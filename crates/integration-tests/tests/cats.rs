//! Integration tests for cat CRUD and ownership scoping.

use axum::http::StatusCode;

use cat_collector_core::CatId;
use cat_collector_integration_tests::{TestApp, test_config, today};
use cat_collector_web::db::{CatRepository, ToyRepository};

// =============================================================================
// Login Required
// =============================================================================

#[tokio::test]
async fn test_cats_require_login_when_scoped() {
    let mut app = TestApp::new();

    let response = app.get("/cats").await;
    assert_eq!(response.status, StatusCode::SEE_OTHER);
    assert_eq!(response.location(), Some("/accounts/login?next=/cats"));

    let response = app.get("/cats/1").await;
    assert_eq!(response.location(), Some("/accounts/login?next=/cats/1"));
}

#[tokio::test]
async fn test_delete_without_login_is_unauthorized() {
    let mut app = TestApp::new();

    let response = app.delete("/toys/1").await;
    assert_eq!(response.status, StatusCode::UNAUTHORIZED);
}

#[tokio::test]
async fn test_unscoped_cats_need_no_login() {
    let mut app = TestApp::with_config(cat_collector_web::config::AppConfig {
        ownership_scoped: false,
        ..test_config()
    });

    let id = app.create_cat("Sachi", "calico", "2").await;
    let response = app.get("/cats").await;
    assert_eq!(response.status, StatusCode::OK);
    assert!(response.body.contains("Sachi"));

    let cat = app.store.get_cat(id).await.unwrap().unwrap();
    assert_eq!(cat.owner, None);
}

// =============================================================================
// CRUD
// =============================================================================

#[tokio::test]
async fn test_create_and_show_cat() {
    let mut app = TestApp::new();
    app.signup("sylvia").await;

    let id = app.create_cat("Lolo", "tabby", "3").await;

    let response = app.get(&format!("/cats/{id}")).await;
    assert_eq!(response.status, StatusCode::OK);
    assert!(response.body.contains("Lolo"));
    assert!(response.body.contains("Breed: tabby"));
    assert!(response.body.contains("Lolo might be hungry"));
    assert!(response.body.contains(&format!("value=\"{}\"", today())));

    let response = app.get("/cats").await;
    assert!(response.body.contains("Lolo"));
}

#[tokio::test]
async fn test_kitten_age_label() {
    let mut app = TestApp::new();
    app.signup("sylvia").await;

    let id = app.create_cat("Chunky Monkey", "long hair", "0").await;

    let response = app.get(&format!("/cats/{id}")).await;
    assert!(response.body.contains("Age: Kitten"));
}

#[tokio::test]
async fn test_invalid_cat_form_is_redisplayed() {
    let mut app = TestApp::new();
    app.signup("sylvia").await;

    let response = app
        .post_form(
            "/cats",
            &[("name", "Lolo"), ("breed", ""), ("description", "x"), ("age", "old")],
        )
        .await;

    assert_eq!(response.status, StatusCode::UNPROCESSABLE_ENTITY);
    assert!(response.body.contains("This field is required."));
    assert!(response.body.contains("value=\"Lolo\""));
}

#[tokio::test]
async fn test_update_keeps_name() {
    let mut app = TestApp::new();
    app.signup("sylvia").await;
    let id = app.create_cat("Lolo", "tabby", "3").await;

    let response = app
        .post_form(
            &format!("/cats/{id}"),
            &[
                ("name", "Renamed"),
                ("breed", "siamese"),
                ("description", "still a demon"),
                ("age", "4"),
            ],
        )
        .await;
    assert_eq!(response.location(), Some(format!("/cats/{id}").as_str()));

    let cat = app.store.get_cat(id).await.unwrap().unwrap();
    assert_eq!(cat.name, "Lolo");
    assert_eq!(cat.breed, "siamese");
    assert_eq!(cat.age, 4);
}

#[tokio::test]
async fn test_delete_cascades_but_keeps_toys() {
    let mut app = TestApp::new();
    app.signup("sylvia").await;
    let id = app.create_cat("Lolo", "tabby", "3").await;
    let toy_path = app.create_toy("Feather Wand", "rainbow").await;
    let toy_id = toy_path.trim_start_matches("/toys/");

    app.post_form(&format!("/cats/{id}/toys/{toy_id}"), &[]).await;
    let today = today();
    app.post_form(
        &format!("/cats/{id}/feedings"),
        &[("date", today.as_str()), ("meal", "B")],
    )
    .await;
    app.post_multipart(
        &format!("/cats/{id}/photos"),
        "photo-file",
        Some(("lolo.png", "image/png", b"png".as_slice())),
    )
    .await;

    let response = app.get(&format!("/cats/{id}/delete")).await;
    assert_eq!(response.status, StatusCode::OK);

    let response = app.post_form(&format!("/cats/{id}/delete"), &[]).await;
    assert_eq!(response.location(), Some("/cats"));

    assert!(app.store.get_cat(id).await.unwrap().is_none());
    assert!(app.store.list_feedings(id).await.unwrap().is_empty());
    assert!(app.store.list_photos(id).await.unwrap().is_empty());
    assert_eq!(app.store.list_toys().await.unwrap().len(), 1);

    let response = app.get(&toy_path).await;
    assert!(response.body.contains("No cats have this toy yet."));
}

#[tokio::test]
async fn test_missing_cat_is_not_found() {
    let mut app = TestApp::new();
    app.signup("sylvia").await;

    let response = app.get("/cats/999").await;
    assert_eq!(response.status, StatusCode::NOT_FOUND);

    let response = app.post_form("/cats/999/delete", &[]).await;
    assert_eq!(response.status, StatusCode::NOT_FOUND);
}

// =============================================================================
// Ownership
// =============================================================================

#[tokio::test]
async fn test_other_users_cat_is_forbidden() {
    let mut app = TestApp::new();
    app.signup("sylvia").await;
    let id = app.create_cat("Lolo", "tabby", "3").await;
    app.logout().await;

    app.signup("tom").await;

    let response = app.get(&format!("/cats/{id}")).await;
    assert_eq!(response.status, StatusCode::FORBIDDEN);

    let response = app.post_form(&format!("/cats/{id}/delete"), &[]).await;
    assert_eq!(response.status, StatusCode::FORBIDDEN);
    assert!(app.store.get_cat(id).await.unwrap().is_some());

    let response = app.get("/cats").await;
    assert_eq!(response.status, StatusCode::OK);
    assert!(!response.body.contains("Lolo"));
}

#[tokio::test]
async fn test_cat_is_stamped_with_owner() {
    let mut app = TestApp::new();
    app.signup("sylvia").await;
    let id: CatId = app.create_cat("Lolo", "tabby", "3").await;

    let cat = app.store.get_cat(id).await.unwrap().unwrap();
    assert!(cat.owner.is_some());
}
_ _ _ _
About this task: Whatever lines appear above, reproduce every one of them exactly.

Answer box:
filename crates/integration-tests/tests/cats.rs
//! Integration tests for cat CRUD and ownership scoping.

use axum::http::StatusCode;

use cat_collector_core::CatId;
use cat_collector_integration_tests::{TestApp, test_config, today};
use cat_collector_web::db::{CatRepository, ToyRepository};

// =============================================================================
// Login Required
// =============================================================================

#[tokio::test]
async fn test_cats_require_login_when_scoped() {
    let mut app = TestApp::new();

    let response = app.get("/cats").await;
    assert_eq!(response.status, StatusCode::SEE_OTHER);
    assert_eq!(response.location(), Some("/accounts/login?next=/cats"));

    let response = app.get("/cats/1").await;
    assert_eq!(response.location(), Some("/accounts/login?next=/cats/1"));
}

#[tokio::test]
async fn test_delete_without_login_is_unauthorized() {
    let mut app = TestApp::new();

    let response = app.delete("/toys/1").await;
    assert_eq!(response.status, StatusCode::UNAUTHORIZED);
}

#[tokio::test]
async fn test_unscoped_cats_need_no_login() {
    let mut app = TestApp::with_config(cat_collector_web::config::AppConfig {
        ownership_scoped: false,
        ..test_config()
    });

    let id = app.create_cat("Sachi", "calico", "2").await;
    let response = app.get("/cats").await;
    assert_eq!(response.status, StatusCode::OK);
    assert!(response.body.contains("Sachi"));

    let cat = app.store.get_cat(id).await.unwrap().unwrap();
    assert_eq!(cat.owner, None);
}

// =============================================================================
// CRUD
// =============================================================================

#[tokio::test]
async fn test_create_and_show_cat() {
    let mut app = TestApp::new();
    app.signup("sylvia").await;

    let id = app.create_cat("Lolo", "tabby", "3").await;

    let response = app.get(&format!("/cats/{id}")).await;
    assert_eq!(response.status, StatusCode::OK);
    assert!(response.body.contains("Lolo"));
    assert!(response.body.contains("Breed: tabby"));
    assert!(response.body.contains("Lolo might be hungry"));
    assert!(response.body.contains(&format!("value=\"{}\"", today())));

    let response = app.get("/cats").await;
    assert!(response.body.contains("Lolo"));
}

#[tokio::test]
async fn test_kitten_age_label() {
    let mut app = TestApp::new();
    app.signup("sylvia").await;

    let id = app.create_cat("Chunky Monkey", "long hair", "0").await;

    let response = app.get(&format!("/cats/{id}")).await;
    assert!(response.body.contains("Age: Kitten"));
}

#[tokio::test]
async fn test_invalid_cat_form_is_redisplayed() {
    let mut app = TestApp::new();
    app.signup("sylvia").await;

    let response = app
        .post_form(
            "/cats",
            &[("name", "Lolo"), ("breed", ""), ("description", "x"), ("age", "old")],
        )
        .await;

    assert_eq!(response.status, StatusCode::UNPROCESSABLE_ENTITY);
    assert!(response.body.contains("This field is required."));
    assert!(response.body.contains("value=\"Lolo\""));
}

#[tokio::test]
async fn test_update_keeps_name() {
    let mut app = TestApp::new();
    app.signup("sylvia").await;
    let id = app.create_cat("Lolo", "tabby", "3").await;

    let response = app
        .post_form(
            &format!("/cats/{id}"),
            &[
                ("name", "Renamed"),
                ("breed", "siamese"),
                ("description", "still a demon"),
                ("age", "4"),
            ],
        )
        .await;
    assert_eq!(response.location(), Some(format!("/cats/{id}").as_str()));

    let cat = app.store.get_cat(id).await.unwrap().unwrap();
    assert_eq!(cat.name, "Lolo");
    assert_eq!(cat.breed, "siamese");
    assert_eq!(cat.age, 4);
}

#[tokio::test]
async fn test_delete_cascades_but_keeps_toys() {
    let mut app = TestApp::new();
    app.signup("sylvia").await;
    let id = app.create_cat("Lolo", "tabby", "3").await;
    let toy_path = app.create_toy("Feather Wand", "rainbow").await;
    let toy_id = toy_path.trim_start_matches("/toys/");

    app.post_form(&format!("/cats/{id}/toys/{toy_id}"), &[]).await;
    let today = today();
    app.post_form(
        &format!("/cats/{id}/feedings"),
        &[("date", today.as_str()), ("meal", "B")],
    )
    .await;
    app.post_multipart(
        &format!("/cats/{id}/photos"),
        "photo-file",
        Some(("lolo.png", "image/png", b"png".as_slice())),
    )
    .await;

    let response = app.get(&format!("/cats/{id}/delete")).await;
    assert_eq!(response.status, StatusCode::OK);

    let response = app.post_form(&format!("/cats/{id}/delete"), &[]).await;
    assert_eq!(response.location(), Some("/cats"));

    assert!(app.store.get_cat(id).await.unwrap().is_none());
    assert!(app.store.list_feedings(id).await.unwrap().is_empty());
    assert!(app.store.list_photos(id).await.unwrap().is_empty());
    assert_eq!(app.store.list_toys().await.unwrap().len(), 1);

    let response = app.get(&toy_path).await;
    assert!(response.body.contains("No cats have this toy yet."));
}

#[tokio::test]
async fn test_missing_cat_is_not_found() {
    let mut app = TestApp::new();
    app.signup("sylvia").await;

    let response = app.get("/cats/999").await;
    assert_eq!(response.status, StatusCode::NOT_FOUND);

    let response = app.post_form("/cats/999/delete", &[]).await;
    assert_eq!(response.status, StatusCode::NOT_FOUND);
}

// =============================================================================
// Ownership
// =============================================================================

#[tokio::test]
async fn test_other_users_cat_is_forbidden() {
    let mut app = TestApp::new();
    app.signup("sylvia").await;
    let id = app.create_cat("Lolo", "tabby", "3").await;
    app.logout().await;

    app.signup("tom").await;

    let response = app.get(&format!("/cats/{id}")).await;
    assert_eq!(response.status, StatusCode::FORBIDDEN);

    let response = app.post_form(&format!("/cats/{id}/delete"), &[]).await;
    assert_eq!(response.status, StatusCode::FORBIDDEN);
    assert!(app.store.get_cat(id).await.unwrap().is_some());

    let response = app.get("/cats").await;
    assert_eq!(response.status, StatusCode::OK);
    assert!(!response.body.contains("Lolo"));
}

#[tokio::test]
async fn test_cat_is_stamped_with_owner() {
    let mut app = TestApp::new();
    app.signup("sylvia").await;
    let id: CatId = app.create_cat("Lolo", "tabby", "3").await;

    let cat = app.store.get_cat(id).await.unwrap().unwrap();
    assert!(cat.owner.is_some());
}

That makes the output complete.